→ **ASSIGNED TASK**: Given the material below, return only the lines starting at the line with "ModelVariant::Linear => 0.5" and ending at the line with "let mut jacobian = vec![0.0; 4];", exactly as they appear.

→ **DATA IN THIS EXERCISE**:
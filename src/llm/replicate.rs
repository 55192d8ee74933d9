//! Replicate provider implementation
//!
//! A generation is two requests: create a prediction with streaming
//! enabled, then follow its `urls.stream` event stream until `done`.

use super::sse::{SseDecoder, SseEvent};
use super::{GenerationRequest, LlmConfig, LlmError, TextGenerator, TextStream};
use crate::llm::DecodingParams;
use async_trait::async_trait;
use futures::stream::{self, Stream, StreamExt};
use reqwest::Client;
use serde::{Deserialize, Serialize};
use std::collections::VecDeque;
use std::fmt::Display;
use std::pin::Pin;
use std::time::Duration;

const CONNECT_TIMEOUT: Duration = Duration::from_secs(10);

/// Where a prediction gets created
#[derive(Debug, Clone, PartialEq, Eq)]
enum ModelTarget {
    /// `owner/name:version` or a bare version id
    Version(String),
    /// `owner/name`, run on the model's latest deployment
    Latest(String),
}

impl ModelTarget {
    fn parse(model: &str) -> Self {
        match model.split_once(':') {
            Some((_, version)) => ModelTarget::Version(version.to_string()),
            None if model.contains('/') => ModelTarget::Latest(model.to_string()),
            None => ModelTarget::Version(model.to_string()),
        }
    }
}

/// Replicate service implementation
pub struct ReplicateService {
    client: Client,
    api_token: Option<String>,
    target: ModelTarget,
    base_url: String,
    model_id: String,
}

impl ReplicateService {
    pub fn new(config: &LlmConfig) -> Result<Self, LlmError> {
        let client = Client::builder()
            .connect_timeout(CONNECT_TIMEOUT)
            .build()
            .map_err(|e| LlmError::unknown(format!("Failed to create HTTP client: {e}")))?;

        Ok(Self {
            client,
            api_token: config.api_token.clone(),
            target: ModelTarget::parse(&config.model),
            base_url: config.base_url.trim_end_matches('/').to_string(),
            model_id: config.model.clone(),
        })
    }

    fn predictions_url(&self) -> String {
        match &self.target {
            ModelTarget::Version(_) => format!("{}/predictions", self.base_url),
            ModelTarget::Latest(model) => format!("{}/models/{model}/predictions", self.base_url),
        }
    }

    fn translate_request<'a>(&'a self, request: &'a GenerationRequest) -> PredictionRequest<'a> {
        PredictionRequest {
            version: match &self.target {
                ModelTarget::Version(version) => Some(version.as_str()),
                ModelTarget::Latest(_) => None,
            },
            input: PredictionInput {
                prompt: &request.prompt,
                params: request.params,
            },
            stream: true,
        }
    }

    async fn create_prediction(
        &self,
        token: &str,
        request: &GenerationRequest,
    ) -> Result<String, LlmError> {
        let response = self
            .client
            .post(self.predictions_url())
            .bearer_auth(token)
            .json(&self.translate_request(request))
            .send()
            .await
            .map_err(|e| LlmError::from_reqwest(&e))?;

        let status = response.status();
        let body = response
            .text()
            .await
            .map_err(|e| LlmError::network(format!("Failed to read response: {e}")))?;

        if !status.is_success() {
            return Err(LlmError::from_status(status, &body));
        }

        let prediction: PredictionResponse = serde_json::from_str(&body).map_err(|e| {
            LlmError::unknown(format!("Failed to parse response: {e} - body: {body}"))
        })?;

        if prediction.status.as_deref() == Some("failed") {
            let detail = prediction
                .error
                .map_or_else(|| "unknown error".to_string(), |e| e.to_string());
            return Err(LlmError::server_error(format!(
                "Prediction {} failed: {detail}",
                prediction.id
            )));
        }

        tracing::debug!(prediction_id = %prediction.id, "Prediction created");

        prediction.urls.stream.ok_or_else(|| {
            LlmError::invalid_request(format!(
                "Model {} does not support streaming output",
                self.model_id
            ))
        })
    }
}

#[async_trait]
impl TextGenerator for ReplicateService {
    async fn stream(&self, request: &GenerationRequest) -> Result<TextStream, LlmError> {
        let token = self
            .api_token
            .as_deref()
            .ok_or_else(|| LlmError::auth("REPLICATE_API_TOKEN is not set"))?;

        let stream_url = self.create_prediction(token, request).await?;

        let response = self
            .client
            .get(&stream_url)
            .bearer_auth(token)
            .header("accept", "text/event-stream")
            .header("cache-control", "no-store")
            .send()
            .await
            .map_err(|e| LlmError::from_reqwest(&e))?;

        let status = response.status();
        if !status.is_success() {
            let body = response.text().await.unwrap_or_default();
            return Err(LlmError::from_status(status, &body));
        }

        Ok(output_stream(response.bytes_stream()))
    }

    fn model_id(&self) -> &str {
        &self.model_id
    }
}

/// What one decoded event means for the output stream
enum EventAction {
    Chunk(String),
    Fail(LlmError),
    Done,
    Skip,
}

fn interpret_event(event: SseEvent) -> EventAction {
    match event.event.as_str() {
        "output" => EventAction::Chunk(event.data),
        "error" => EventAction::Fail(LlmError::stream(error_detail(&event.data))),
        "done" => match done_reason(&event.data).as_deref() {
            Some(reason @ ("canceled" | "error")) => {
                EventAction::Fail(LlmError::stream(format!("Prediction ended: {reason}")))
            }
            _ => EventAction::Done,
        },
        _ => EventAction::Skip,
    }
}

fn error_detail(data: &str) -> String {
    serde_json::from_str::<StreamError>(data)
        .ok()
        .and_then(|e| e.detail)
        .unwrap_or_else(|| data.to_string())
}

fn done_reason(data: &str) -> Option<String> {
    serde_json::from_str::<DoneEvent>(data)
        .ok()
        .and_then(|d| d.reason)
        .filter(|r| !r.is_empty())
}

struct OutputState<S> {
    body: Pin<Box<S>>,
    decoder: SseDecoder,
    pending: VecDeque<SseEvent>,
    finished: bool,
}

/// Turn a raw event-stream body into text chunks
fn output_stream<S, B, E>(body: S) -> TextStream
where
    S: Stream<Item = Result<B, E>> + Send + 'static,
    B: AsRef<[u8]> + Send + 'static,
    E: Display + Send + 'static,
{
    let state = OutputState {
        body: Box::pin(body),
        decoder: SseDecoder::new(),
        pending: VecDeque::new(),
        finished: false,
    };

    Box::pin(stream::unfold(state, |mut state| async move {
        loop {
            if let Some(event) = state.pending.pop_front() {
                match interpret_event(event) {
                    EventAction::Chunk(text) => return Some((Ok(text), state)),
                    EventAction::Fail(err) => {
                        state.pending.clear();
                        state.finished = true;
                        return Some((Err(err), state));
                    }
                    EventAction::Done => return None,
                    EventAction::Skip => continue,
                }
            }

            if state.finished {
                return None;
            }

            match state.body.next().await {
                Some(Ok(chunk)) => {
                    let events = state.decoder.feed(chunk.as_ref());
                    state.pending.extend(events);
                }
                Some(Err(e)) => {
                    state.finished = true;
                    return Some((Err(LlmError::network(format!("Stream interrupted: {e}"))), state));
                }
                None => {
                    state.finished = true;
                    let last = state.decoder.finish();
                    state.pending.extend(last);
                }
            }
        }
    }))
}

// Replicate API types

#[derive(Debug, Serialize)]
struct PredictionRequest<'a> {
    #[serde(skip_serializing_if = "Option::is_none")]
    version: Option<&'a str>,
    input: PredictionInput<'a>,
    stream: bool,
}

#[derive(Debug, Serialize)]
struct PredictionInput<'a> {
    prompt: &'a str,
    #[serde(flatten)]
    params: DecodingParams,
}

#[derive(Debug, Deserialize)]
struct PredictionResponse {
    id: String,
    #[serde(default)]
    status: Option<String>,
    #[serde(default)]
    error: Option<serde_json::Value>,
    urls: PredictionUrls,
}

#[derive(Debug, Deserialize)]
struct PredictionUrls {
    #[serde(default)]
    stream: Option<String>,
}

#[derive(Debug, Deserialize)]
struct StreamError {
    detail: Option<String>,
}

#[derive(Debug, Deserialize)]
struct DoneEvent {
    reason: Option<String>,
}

--

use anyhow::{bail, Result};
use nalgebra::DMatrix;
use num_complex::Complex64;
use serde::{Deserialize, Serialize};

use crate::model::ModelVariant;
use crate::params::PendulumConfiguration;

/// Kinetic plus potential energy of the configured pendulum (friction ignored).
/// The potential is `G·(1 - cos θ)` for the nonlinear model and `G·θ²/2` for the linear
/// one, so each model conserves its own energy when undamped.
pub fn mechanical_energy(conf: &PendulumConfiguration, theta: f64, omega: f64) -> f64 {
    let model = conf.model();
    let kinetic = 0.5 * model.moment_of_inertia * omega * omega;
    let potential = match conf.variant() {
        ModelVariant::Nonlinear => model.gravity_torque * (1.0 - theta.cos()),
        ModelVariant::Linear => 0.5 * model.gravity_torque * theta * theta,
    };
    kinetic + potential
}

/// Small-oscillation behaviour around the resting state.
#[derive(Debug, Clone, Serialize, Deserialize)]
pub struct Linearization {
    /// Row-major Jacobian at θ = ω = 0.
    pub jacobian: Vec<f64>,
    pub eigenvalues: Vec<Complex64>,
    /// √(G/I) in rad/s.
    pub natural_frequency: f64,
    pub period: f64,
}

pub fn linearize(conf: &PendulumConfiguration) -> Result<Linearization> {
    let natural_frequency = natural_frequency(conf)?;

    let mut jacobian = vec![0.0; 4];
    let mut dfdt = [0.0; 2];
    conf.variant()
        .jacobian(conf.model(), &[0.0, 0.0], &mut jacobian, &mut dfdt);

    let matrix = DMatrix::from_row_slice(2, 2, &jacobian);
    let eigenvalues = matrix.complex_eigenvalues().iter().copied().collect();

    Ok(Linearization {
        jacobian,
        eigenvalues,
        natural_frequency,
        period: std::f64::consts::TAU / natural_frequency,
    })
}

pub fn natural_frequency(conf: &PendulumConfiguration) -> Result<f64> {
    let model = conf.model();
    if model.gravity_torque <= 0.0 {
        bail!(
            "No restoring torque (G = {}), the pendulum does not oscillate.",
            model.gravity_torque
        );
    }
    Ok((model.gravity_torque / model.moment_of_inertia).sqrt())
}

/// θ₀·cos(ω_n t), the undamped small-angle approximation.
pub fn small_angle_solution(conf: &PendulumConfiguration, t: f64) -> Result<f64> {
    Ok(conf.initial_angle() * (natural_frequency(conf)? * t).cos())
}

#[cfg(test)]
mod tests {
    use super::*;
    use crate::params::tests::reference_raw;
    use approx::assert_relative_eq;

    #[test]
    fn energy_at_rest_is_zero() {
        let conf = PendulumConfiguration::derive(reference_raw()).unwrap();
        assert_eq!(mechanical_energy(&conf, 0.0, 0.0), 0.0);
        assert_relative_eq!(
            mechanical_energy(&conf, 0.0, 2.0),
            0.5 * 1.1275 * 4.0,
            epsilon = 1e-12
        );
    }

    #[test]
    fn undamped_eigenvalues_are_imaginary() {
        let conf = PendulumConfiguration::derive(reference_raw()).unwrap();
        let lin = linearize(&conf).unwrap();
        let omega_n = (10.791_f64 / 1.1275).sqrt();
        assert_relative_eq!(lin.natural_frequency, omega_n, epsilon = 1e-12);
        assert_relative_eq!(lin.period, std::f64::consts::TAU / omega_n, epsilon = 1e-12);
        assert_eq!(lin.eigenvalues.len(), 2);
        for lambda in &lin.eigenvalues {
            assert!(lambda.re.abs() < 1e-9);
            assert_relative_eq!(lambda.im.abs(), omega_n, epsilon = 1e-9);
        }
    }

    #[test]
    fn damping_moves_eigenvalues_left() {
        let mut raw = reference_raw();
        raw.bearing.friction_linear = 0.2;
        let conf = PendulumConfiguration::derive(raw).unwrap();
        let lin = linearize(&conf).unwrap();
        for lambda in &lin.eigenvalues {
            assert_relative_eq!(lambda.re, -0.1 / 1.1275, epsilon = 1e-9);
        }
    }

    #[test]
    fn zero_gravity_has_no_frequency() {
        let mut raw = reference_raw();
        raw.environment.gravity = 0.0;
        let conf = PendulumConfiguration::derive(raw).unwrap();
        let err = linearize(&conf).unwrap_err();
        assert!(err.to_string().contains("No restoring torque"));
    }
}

---

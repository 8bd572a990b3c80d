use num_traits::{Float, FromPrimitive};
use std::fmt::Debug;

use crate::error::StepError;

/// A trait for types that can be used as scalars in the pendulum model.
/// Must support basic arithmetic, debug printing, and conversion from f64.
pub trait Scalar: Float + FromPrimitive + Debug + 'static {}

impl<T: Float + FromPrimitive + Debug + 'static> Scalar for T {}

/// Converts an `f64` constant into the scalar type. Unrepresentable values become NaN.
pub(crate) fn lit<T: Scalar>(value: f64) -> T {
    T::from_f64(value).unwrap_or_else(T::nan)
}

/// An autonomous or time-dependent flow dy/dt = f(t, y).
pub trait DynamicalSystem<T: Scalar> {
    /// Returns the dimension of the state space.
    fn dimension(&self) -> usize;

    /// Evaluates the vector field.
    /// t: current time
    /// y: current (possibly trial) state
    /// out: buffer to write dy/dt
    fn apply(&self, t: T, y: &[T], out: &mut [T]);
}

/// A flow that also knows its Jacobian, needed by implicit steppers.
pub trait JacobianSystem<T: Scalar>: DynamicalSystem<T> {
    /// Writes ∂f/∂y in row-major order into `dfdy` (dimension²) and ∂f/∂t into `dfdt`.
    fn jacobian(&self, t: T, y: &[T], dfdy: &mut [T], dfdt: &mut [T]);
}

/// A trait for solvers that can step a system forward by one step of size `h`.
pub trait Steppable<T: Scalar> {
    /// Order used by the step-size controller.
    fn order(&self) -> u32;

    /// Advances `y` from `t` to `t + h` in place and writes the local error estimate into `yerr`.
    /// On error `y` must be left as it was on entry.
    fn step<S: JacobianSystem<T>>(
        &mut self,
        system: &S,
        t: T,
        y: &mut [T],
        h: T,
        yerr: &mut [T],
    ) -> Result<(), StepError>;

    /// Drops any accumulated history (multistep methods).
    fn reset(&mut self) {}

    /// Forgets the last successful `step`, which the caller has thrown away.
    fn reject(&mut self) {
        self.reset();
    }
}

→ **EXERCISE RESULT**:
        ModelVariant::Linear => 0.5 * model.gravity_torque * theta * theta,
    };
    kinetic + potential
}

/// Small-oscillation behaviour around the resting state.
#[derive(Debug, Clone, Serialize, Deserialize)]
pub struct Linearization {
    /// Row-major Jacobian at θ = ω = 0.
    pub jacobian: Vec<f64>,
    pub eigenvalues: Vec<Complex64>,
    /// √(G/I) in rad/s.
    pub natural_frequency: f64,
    pub period: f64,
}

pub fn linearize(conf: &PendulumConfiguration) -> Result<Linearization> {
    let natural_frequency = natural_frequency(conf)?;

    let mut jacobian = vec![0.0; 4];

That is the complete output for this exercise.